* [MATERIAL SUPPLIED]:

- - -

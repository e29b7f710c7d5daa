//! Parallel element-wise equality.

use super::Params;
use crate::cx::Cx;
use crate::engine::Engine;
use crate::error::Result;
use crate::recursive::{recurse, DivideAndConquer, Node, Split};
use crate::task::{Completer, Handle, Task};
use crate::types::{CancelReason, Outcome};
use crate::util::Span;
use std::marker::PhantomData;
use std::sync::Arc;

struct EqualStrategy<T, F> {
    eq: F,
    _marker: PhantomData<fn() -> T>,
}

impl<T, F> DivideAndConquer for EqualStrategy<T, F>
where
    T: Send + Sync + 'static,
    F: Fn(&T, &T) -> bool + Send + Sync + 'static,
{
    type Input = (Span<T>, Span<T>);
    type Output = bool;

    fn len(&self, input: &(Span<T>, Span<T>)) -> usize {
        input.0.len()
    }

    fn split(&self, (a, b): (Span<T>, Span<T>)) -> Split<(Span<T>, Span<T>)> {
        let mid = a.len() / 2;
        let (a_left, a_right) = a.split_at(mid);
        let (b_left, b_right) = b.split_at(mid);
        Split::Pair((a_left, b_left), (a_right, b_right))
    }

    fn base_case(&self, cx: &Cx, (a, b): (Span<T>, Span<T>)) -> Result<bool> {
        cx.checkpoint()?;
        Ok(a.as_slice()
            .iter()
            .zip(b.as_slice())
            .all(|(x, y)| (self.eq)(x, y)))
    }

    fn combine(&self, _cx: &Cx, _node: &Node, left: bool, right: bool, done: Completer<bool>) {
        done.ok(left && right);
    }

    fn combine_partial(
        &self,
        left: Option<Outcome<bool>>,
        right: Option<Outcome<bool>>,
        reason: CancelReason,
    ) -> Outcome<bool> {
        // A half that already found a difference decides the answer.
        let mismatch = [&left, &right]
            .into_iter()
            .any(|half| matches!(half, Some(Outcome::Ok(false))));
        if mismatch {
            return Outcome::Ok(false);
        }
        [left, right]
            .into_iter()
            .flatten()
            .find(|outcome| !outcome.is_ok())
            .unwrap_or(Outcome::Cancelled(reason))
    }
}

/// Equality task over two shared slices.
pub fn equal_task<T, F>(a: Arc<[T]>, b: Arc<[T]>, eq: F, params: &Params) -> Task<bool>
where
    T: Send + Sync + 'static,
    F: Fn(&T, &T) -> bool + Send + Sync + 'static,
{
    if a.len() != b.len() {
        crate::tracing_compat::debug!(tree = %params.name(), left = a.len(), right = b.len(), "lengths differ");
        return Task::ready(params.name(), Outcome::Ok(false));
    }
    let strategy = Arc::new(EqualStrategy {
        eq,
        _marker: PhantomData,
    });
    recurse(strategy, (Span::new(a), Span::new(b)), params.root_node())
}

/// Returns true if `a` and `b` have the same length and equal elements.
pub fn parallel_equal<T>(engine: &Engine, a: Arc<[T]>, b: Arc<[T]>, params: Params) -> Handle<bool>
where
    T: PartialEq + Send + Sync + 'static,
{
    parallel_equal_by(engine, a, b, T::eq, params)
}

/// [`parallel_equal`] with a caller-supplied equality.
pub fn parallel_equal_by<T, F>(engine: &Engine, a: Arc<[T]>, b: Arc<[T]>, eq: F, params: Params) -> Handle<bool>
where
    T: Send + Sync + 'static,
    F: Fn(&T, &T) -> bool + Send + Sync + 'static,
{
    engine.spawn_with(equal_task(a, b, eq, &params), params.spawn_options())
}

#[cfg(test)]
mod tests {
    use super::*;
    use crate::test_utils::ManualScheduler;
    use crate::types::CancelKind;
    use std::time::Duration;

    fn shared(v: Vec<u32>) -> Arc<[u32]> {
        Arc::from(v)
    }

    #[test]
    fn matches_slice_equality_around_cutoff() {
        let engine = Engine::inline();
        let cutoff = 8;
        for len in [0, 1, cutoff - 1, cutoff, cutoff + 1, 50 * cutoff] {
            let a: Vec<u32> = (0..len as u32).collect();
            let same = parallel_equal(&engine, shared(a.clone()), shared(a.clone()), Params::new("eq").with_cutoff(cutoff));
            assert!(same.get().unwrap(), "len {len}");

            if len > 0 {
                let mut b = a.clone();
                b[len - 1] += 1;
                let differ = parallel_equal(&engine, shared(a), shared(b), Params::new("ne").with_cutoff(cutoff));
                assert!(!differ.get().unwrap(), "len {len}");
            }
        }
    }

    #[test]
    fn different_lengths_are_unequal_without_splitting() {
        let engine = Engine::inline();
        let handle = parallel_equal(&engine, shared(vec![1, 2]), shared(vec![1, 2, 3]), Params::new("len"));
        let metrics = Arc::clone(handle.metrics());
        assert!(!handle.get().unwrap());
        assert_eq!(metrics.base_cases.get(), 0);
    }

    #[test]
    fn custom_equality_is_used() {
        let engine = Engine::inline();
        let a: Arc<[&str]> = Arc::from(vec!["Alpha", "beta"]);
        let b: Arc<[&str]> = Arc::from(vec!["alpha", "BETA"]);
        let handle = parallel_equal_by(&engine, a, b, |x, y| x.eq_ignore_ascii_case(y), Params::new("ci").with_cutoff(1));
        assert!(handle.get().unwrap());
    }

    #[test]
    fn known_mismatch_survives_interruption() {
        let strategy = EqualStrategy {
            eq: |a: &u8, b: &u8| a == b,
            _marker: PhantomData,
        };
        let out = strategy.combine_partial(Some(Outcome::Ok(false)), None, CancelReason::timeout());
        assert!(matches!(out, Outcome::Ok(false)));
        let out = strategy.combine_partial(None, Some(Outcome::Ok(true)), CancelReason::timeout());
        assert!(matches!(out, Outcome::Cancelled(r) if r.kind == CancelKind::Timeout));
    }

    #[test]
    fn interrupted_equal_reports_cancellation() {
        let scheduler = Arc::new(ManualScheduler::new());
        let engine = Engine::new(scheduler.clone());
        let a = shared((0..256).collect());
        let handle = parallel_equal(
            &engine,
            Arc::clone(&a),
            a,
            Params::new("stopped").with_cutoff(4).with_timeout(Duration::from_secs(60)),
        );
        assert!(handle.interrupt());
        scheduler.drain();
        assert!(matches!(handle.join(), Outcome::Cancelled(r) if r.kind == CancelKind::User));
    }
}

- - -

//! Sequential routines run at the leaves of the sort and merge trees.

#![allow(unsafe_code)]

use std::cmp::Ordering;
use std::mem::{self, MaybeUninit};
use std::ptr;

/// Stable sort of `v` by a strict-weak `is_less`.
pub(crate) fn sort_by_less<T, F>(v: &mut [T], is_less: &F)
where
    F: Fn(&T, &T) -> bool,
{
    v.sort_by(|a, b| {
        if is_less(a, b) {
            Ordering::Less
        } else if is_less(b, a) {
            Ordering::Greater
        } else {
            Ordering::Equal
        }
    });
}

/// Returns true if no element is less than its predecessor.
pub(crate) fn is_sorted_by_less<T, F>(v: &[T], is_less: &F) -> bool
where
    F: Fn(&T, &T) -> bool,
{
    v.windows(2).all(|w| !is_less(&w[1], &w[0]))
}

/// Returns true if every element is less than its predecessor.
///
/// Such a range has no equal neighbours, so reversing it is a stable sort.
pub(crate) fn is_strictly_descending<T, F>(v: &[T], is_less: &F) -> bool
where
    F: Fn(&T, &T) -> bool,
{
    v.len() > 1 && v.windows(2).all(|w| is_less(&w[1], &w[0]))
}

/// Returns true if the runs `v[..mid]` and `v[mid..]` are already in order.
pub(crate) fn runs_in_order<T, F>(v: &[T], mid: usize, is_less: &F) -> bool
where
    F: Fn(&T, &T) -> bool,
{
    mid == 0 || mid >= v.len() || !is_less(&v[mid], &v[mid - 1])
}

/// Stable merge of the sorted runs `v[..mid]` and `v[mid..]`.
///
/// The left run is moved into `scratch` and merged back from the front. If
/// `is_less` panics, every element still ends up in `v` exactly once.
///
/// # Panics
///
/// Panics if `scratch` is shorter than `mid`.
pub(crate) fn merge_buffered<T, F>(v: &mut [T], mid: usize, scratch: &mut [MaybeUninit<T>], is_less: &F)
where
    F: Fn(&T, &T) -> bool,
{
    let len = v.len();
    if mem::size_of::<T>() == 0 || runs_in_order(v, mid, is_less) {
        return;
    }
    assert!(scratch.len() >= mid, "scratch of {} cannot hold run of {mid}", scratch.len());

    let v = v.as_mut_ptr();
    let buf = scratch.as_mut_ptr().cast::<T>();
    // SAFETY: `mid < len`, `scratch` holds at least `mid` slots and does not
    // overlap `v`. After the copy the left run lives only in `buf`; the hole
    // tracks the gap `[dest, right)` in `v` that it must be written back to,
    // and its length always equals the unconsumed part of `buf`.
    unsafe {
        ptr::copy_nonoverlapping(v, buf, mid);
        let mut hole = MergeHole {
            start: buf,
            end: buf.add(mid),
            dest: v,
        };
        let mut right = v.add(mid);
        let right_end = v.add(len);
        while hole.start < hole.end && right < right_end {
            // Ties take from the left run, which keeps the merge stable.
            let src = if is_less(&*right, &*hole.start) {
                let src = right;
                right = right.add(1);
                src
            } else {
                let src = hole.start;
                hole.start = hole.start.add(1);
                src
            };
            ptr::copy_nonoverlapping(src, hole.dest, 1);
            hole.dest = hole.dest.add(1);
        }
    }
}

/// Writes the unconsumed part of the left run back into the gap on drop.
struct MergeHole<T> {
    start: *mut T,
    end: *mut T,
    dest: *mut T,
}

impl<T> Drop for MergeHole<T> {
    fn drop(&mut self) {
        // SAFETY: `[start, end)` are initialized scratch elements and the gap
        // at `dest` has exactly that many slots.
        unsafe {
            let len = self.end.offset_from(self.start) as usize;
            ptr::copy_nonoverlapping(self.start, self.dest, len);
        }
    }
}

- - -

* [WHAT TO PRODUCE]: Write out only the lines that run from the line containing "usize, is_less: &F) -> bool" through the line containing "let src = right;", both included, exactly as they appear above.

* [RESPONSE AREA]:
pub(crate) fn runs_in_order<T, F>(v: &[T], mid: usize, is_less: &F) -> bool
where
    F: Fn(&T, &T) -> bool,
{
    mid == 0 || mid >= v.len() || !is_less(&v[mid], &v[mid - 1])
}

/// Stable merge of the sorted runs `v[..mid]` and `v[mid..]`.
///
/// The left run is moved into `scratch` and merged back from the front. If
/// `is_less` panics, every element still ends up in `v` exactly once.
///
/// # Panics
///
/// Panics if `scratch` is shorter than `mid`.
pub(crate) fn merge_buffered<T, F>(v: &mut [T], mid: usize, scratch: &mut [MaybeUninit<T>], is_less: &F)
where
    F: Fn(&T, &T) -> bool,
{
    let len = v.len();
    if mem::size_of::<T>() == 0 || runs_in_order(v, mid, is_less) {
        return;
    }
    assert!(scratch.len() >= mid, "scratch of {} cannot hold run of {mid}", scratch.len());

    let v = v.as_mut_ptr();
    let buf = scratch.as_mut_ptr().cast::<T>();
    // SAFETY: `mid < len`, `scratch` holds at least `mid` slots and does not
    // overlap `v`. After the copy the left run lives only in `buf`; the hole
    // tracks the gap `[dest, right)` in `v` that it must be written back to,
    // and its length always equals the unconsumed part of `buf`.
    unsafe {
        ptr::copy_nonoverlapping(v, buf, mid);
        let mut hole = MergeHole {
            start: buf,
            end: buf.add(mid),
            dest: v,
        };
        let mut right = v.add(mid);
        let right_end = v.add(len);
        while hole.start < hole.end && right < right_end {
            // Ties take from the left run, which keeps the merge stable.
            let src = if is_less(&*right, &*hole.start) {
                let src = right;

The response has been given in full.